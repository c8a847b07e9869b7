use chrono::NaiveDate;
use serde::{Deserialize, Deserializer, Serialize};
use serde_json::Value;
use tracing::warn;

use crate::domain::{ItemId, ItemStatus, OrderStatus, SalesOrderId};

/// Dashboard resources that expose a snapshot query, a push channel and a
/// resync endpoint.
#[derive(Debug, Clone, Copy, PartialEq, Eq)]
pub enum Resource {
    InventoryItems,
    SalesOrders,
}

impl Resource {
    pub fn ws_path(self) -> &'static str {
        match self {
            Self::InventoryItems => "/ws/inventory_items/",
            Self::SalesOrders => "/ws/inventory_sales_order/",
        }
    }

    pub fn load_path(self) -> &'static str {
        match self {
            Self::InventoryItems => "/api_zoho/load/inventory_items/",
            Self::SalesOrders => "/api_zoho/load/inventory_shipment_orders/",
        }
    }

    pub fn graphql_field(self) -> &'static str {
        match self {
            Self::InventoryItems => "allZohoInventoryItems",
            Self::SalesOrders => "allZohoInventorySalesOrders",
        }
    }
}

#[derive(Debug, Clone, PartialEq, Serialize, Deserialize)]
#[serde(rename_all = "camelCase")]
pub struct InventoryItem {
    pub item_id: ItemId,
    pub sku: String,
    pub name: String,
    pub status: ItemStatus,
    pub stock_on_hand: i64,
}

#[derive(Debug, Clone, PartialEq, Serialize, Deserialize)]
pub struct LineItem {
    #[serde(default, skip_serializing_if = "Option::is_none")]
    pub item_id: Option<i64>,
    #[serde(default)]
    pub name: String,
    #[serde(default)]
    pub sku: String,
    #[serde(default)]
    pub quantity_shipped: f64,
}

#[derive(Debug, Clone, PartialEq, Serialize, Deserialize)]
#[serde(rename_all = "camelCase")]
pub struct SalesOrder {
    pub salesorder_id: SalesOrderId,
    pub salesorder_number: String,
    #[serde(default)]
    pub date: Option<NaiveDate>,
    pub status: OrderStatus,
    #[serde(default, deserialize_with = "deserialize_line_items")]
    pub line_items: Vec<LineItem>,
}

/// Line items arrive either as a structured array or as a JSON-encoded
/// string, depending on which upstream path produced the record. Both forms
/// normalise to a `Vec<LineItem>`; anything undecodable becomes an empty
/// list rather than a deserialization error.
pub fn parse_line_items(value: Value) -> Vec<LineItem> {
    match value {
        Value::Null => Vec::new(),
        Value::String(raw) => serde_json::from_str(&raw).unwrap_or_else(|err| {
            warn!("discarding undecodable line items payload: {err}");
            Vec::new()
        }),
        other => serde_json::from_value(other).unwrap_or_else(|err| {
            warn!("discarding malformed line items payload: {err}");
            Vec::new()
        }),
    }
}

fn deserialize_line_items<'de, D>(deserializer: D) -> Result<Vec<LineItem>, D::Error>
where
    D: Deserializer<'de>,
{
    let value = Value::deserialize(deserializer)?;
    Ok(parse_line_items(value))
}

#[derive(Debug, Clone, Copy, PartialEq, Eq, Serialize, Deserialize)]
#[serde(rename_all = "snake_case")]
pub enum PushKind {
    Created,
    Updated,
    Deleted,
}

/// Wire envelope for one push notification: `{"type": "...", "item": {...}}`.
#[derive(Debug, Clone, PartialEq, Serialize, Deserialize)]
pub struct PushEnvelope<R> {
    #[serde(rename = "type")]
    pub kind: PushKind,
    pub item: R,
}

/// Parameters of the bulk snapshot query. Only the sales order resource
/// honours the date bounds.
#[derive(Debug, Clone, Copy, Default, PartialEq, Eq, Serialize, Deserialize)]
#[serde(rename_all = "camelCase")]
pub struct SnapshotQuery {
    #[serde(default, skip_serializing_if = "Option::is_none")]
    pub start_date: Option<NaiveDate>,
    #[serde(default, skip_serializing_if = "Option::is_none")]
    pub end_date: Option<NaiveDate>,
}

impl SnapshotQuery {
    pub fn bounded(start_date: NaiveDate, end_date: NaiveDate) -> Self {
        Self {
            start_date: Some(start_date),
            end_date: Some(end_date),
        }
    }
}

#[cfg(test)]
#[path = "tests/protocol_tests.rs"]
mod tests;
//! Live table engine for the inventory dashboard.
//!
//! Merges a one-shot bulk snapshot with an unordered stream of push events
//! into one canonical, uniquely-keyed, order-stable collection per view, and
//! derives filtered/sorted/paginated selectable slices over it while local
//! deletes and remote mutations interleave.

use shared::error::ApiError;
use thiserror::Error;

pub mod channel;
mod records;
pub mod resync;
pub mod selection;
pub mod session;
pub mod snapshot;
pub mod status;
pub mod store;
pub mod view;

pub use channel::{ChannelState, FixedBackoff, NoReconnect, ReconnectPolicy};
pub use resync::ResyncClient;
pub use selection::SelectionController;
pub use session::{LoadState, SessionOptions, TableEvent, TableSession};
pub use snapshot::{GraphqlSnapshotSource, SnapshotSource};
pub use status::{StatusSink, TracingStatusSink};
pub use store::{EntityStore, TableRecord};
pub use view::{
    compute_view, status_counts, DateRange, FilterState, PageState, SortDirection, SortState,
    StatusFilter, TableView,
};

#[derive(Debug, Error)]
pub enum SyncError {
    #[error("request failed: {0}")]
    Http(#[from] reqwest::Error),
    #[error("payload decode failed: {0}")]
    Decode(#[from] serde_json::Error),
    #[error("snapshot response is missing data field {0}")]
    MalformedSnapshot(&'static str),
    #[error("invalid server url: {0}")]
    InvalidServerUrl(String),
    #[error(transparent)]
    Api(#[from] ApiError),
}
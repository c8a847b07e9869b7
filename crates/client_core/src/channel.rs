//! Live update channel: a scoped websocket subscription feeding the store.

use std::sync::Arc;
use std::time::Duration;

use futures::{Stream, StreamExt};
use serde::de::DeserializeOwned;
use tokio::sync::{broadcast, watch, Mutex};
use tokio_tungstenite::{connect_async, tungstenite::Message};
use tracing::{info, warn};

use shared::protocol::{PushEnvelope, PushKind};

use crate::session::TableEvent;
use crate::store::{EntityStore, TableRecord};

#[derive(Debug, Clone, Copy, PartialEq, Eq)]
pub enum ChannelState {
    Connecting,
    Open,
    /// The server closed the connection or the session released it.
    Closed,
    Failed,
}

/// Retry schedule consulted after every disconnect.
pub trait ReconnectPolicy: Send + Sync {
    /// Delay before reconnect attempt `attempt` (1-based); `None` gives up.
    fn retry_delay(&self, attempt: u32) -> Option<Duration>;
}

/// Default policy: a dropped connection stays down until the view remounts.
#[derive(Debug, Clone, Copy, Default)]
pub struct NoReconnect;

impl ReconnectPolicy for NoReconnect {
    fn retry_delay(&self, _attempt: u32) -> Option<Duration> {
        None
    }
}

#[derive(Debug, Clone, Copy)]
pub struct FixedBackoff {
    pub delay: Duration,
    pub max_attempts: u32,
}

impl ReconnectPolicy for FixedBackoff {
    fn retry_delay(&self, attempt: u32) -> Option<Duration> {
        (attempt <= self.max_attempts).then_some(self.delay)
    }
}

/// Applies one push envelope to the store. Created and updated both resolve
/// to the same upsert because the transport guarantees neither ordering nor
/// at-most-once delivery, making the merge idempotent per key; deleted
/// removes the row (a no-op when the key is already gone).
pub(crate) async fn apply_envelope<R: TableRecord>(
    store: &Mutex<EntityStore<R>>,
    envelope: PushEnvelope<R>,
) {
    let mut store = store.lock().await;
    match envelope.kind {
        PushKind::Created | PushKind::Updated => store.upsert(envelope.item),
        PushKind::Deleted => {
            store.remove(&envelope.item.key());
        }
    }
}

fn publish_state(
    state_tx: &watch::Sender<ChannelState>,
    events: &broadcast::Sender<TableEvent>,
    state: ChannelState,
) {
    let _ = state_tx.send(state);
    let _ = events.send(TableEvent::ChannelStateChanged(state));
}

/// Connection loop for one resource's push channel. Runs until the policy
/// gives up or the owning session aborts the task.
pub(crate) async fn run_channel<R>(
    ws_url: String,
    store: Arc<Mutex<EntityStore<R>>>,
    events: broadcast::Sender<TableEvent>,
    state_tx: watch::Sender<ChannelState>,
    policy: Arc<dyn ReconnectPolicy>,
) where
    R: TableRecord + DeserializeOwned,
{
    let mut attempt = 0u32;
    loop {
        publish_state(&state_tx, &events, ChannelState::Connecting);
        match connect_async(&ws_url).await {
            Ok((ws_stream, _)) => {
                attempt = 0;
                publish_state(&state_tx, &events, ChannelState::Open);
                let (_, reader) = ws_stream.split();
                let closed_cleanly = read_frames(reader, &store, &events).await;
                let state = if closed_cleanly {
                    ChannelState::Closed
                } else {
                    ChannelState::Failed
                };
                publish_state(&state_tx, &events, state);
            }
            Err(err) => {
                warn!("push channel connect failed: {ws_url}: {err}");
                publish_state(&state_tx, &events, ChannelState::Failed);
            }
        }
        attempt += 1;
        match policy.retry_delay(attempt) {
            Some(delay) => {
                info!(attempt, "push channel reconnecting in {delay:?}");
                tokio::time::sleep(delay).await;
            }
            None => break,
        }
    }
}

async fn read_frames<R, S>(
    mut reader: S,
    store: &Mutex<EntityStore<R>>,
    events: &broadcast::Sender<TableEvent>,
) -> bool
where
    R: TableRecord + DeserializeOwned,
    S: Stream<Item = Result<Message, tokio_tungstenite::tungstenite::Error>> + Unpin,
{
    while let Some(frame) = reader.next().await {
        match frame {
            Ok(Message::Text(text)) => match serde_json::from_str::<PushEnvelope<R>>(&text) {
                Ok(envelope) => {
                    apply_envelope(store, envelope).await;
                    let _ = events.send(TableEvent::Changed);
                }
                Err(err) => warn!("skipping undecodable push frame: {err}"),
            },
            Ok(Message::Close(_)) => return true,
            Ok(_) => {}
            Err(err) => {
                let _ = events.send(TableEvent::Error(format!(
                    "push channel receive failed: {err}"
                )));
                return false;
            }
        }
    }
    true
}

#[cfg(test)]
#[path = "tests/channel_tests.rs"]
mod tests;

- **What to work on**
Scan the records for the word "FixedBackoff", and copy each line where it is found.

- **Task answer**
pub use channel::{ChannelState, FixedBackoff, NoReconnect, ReconnectPolicy};
pub struct FixedBackoff {
impl ReconnectPolicy for FixedBackoff {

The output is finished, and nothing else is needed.